## [WHAT TO DO]
Report how many lines in the data below hold the string "pattern". Nothing else should appear in the answer.

Stored data entries

==========

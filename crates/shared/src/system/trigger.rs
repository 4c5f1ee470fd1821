// BSD 3-Clause License
// Copyright (c) 2026, Virtual Cable S.L.
// All rights reserved.
//
// Redistribution and use in source and binary forms, with or without
// modification, are permitted provided that the following conditions are met:
//
// 1. Redistributions of source code must retain the above copyright notice,
//    this list of conditions and the following disclaimer.
//
// 2. Redistributions in binary form must reproduce the above copyright notice,
//    this list of conditions and the following disclaimer in the documentation
//    and/or other materials provided with the distribution.
//
// 3. Neither the name of the copyright holder nor the names of its contributors
//    may be used to endorse or promote products derived from this software
//    without specific prior written permission.
//
// THIS SOFTWARE IS PROVIDED BY THE COPYRIGHT HOLDERS AND CONTRIBUTORS "AS IS"
// AND ANY EXPRESS OR IMPLIED WARRANTIES, INCLUDING, BUT NOT LIMITED TO, THE
// IMPLIED WARRANTIES OF MERCHANTABILITY AND FITNESS FOR A PARTICULAR PURPOSE ARE
// DISCLAIMED. IN NO EVENT SHALL THE COPYRIGHT HOLDER OR CONTRIBUTORS BE LIABLE
// FOR ANY DIRECT, INDIRECT, INCIDENTAL, SPECIAL, EXEMPLARY, OR CONSEQUENTIAL
// DAMAGES (INCLUDING, BUT NOT LIMITED TO, PROCUREMENT OF SUBSTITUTE GOODS OR
// SERVICES; LOSS OF USE, DATA, OR PROFITS; OR BUSINESS INTERRUPTION) HOWEVER
// CAUSED AND ON ANY THEORY OF LIABILITY, WHETHER IN CONTRACT, STRICT LIABILITY,
// OR TORT (INCLUDING NEGLIGENCE OR OTHERWISE) ARISING IN ANY WAY OUT OF THE USE
// OF THIS SOFTWARE, EVEN IF ADVISED OF THE POSSIBILITY OF SUCH DAMAGE.

// Authors: Adolfo Gómez, dkmaster at dkmon dot com
use std::time::Duration;

use tokio::sync::watch;

/// One-shot stop signal shared between tasks. Cloning is cheap, any clone
/// can fire the trigger and every clone observes it.
#[derive(Debug, Clone)]
pub struct Trigger {
    tx: watch::Sender<bool>,
    rx: watch::Receiver<bool>,
}

impl Trigger {
    pub fn new() -> Self {
        let (tx, rx) = watch::channel(false);
        Trigger { tx, rx }
    }

    pub fn trigger(&self) {
        // Send only fails if all receivers are gone, nothing to notify then
        let _ = self.tx.send(true);
    }

    pub fn is_triggered(&self) -> bool {
        *self.rx.borrow()
    }

    pub async fn wait_async(&self) {
        let mut rx = self.rx.clone();
        while !*rx.borrow() {
            if rx.changed().await.is_err() {
                break;
            }
        }
    }

    /// Waits up to `timeout` for the trigger. Returns true if it fired.
    pub async fn wait_timeout_async(&self, timeout: Duration) -> bool {
        tokio::time::timeout(timeout, self.wait_async()).await.is_ok()
    }
}

impl Default for Trigger {
    fn default() -> Self {
        Trigger::new()
    }
}

#[cfg(test)]
mod tests {
    use super::*;

    #[tokio::test]
    async fn test_trigger_fires_once() {
        let trigger = Trigger::new();
        assert!(!trigger.is_triggered());
        trigger.trigger();
        assert!(trigger.is_triggered());
        // Already triggered, wait returns immediately
        trigger.wait_async().await;
    }

    #[tokio::test]
    async fn test_trigger_clone_observes() {
        let trigger = Trigger::new();
        let clone = trigger.clone();
        let waiter = tokio::spawn(async move { clone.wait_async().await });
        trigger.trigger();
        tokio::time::timeout(Duration::from_secs(1), waiter)
            .await
            .unwrap()
            .unwrap();
    }

    #[tokio::test]
    async fn test_trigger_wait_timeout() {
        let trigger = Trigger::new();
        assert!(!trigger.wait_timeout_async(Duration::from_millis(50)).await);
        trigger.trigger();
        assert!(trigger.wait_timeout_async(Duration::from_millis(50)).await);
    }
}
// BSD 3-Clause License
// Copyright (c) 2026, Virtual Cable S.L.
// All rights reserved.
//
// Redistribution and use in source and binary forms, with or without
// modification, are permitted provided that the following conditions are met:
//
// 1. Redistributions of source code must retain the above copyright notice,
//    this list of conditions and the following disclaimer.
//
// 2. Redistributions in binary form must reproduce the above copyright notice,
//    this list of conditions and the following disclaimer in the documentation
//    and/or other materials provided with the distribution.
//
// 3. Neither the name of the copyright holder nor the names of its contributors
//    may be used to endorse or promote products derived from this software
//    without specific prior written permission.
//
// THIS SOFTWARE IS PROVIDED BY THE COPYRIGHT HOLDERS AND CONTRIBUTORS "AS IS"
// AND ANY EXPRESS OR IMPLIED WARRANTIES, INCLUDING, BUT NOT LIMITED TO, THE
// IMPLIED WARRANTIES OF MERCHANTABILITY AND FITNESS FOR A PARTICULAR PURPOSE ARE
// DISCLAIMED. IN NO EVENT SHALL THE COPYRIGHT HOLDER OR CONTRIBUTORS BE LIABLE
// FOR ANY DIRECT, INDIRECT, INCIDENTAL, SPECIAL, EXEMPLARY, OR CONSEQUENTIAL
// DAMAGES (INCLUDING, BUT NOT LIMITED TO, PROCUREMENT OF SUBSTITUTE GOODS OR
// SERVICES; LOSS OF USE, DATA, OR PROFITS; OR BUSINESS INTERRUPTION) HOWEVER
// CAUSED AND ON ANY THEORY OF LIABILITY, WHETHER IN CONTRACT, STRICT LIABILITY,
// OR TORT (INCLUDING NEGLIGENCE OR OTHERWISE) ARISING IN ANY WAY OUT OF THE USE
// OF THIS SOFTWARE, EVEN IF ADVISED OF THE POSSIBILITY OF SUCH DAMAGE.

// Authors: Adolfo Gómez, dkmaster at dkmon dot com
use std::sync::{Arc, RwLock};

use anyhow::Result;
use futures::future::BoxFuture;
use regex::Regex;

use shared::action::{Action, Meta, Resend};

use crate::context::Context;

/// Outcome of a type access check. User callbacks usually answer with a
/// plain bool; the backend proxy also needs `Unknown` to route an action
/// into the unknown-type path.
#[derive(Debug, Clone, Copy, PartialEq, Eq)]
pub enum TypeAccess {
    Granted,
    Denied,
    Unknown,
}

impl From<bool> for TypeAccess {
    fn from(granted: bool) -> Self {
        if granted {
            TypeAccess::Granted
        } else {
            TypeAccess::Denied
        }
    }
}

pub type AccessFn =
    Arc<dyn Fn(Context, Action, Meta) -> BoxFuture<'static, Result<TypeAccess>> + Send + Sync>;
pub type ProcessFn =
    Arc<dyn Fn(Context, Action, Meta) -> BoxFuture<'static, Result<()>> + Send + Sync>;
pub type ResendFn =
    Arc<dyn Fn(Context, Action, Meta) -> BoxFuture<'static, Result<Resend>> + Send + Sync>;
pub type FinallyFn =
    Arc<dyn Fn(Context, Action, Meta) -> BoxFuture<'static, Result<()>> + Send + Sync>;

/// Callbacks bound to one action type. `access` is mandatory, the rest
/// optional.
#[derive(Clone)]
pub struct TypeHandler {
    pub access: AccessFn,
    pub process: Option<ProcessFn>,
    pub resend: Option<ResendFn>,
    pub finally: Option<FinallyFn>,
}

impl TypeHandler {
    pub fn new<F, Fut>(access: F) -> Self
    where
        F: Fn(Context, Action, Meta) -> Fut + Send + Sync + 'static,
        Fut: Future<Output = Result<bool>> + Send + 'static,
    {
        let access: AccessFn = Arc::new(move |ctx, action, meta| {
            let fut = access(ctx, action, meta);
            Box::pin(async move { fut.await.map(TypeAccess::from) })
        });
        TypeHandler {
            access,
            process: None,
            resend: None,
            finally: None,
        }
    }

    /// Raw constructor for handlers that need the three-way access verdict.
    pub fn with_access(access: AccessFn) -> Self {
        TypeHandler {
            access,
            process: None,
            resend: None,
            finally: None,
        }
    }

    pub fn with_process<F, Fut>(mut self, process: F) -> Self
    where
        F: Fn(Context, Action, Meta) -> Fut + Send + Sync + 'static,
        Fut: Future<Output = Result<()>> + Send + 'static,
    {
        self.process = Some(Arc::new(move |ctx, action, meta| {
            Box::pin(process(ctx, action, meta))
        }));
        self
    }

    pub fn with_resend<F, Fut>(mut self, resend: F) -> Self
    where
        F: Fn(Context, Action, Meta) -> Fut + Send + Sync + 'static,
        Fut: Future<Output = Result<Resend>> + Send + 'static,
    {
        self.resend = Some(Arc::new(move |ctx, action, meta| {
            Box::pin(resend(ctx, action, meta))
        }));
        self
    }

    pub fn with_finally<F, Fut>(mut self, finally: F) -> Self
    where
        F: Fn(Context, Action, Meta) -> Fut + Send + Sync + 'static,
        Fut: Future<Output = Result<()>> + Send + 'static,
    {
        self.finally = Some(Arc::new(move |ctx, action, meta| {
            Box::pin(finally(ctx, action, meta))
        }));
        self
    }
}

/// Registered action processors: exact names first, then regular
/// expressions in registration order, then the fallback.
#[derive(Default)]
pub struct TypeRegistry {
    types: RwLock<std::collections::HashMap<String, Arc<TypeHandler>>>,
    regex_types: RwLock<Vec<(Regex, Arc<TypeHandler>)>>,
    other: RwLock<Option<Arc<TypeHandler>>>,
}

impl TypeRegistry {
    pub fn new() -> Self {
        TypeRegistry::default()
    }

    /// Registering the same exact type twice is a programming error.
    pub fn add(&self, kind: &str, handler: TypeHandler) {
        let mut types = self.types.write().unwrap();
        if types.contains_key(kind) {
            panic!("action type {} was already defined", kind);
        }
        types.insert(kind.to_string(), Arc::new(handler));
    }

    pub fn add_regex(&self, pattern: Regex, handler: TypeHandler) {
        self.regex_types
            .write()
            .unwrap()
            .push((pattern, Arc::new(handler)));
    }

    pub fn set_other(&self, handler: TypeHandler) {
        *self.other.write().unwrap() = Some(Arc::new(handler));
    }

    /// Resolution order: exact table, first matching regex, fallback.
    pub fn lookup(&self, kind: &str) -> Option<Arc<TypeHandler>> {
        if let Some(handler) = self.types.read().unwrap().get(kind) {
            return Some(handler.clone());
        }
        for (pattern, handler) in self.regex_types.read().unwrap().iter() {
            if pattern.is_match(kind) {
                return Some(handler.clone());
            }
        }
        self.other.read().unwrap().clone()
    }

    /// True when an exact or regex processor matches (the fallback does
    /// not count; used by preadd short-circuit and the control endpoint).
    pub fn is_known(&self, kind: &str) -> bool {
        if self.types.read().unwrap().contains_key(kind) {
            return true;
        }
        self.regex_types
            .read()
            .unwrap()
            .iter()
            .any(|(pattern, _)| pattern.is_match(kind))
    }

    pub fn has_other(&self) -> bool {
        self.other.read().unwrap().is_some()
    }
}

#[cfg(test)]
mod tests {
    use super::*;

    fn allow_all() -> TypeHandler {
        TypeHandler::new(|_, _, _| async { Ok(true) })
    }

    #[test]
    fn test_lookup_order() {
        let registry = TypeRegistry::new();
        registry.add("users/rename", allow_all());
        registry.add_regex(Regex::new("^users/").unwrap(), allow_all());
        registry.set_other(allow_all());

        assert!(registry.lookup("users/rename").is_some());
        assert!(registry.lookup("users/delete").is_some());
        assert!(registry.lookup("posts/create").is_some()); // fallback
        assert!(registry.is_known("users/delete"));
        assert!(!registry.is_known("posts/create"));
    }

    #[test]
    fn test_lookup_without_fallback() {
        let registry = TypeRegistry::new();
        registry.add("users/rename", allow_all());
        assert!(registry.lookup("posts/create").is_none());
        assert!(!registry.has_other());
    }

    #[test]
    #[should_panic(expected = "already defined")]
    fn test_duplicate_type_panics() {
        let registry = TypeRegistry::new();
        registry.add("users/rename", allow_all());
        registry.add("users/rename", allow_all());
    }

    #[tokio::test]
    async fn test_bool_access_maps_to_verdict() {
        let handler = TypeHandler::new(|_, _, _| async { Ok(false) });
        let (log_tx, _log_rx) = flume::unbounded();
        let log = std::sync::Arc::new(crate::log::Log::new(
            std::sync::Arc::new(crate::store::MemoryStore::new()),
            crate::log::Clock::test(0),
            "server:x",
            log_tx,
            crate::events::EventBus::new(4),
        ));
        let ctx = crate::context::Context::new(
            &shared::node_id::parse_node_id("10:uuid"),
            None,
            log,
        );
        let verdict = (handler.access)(ctx, Action::new("a"), Meta::default())
            .await
            .unwrap();
        assert_eq!(verdict, TypeAccess::Denied);
    }
}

==========

## [EXERCISE RESPONSE]
5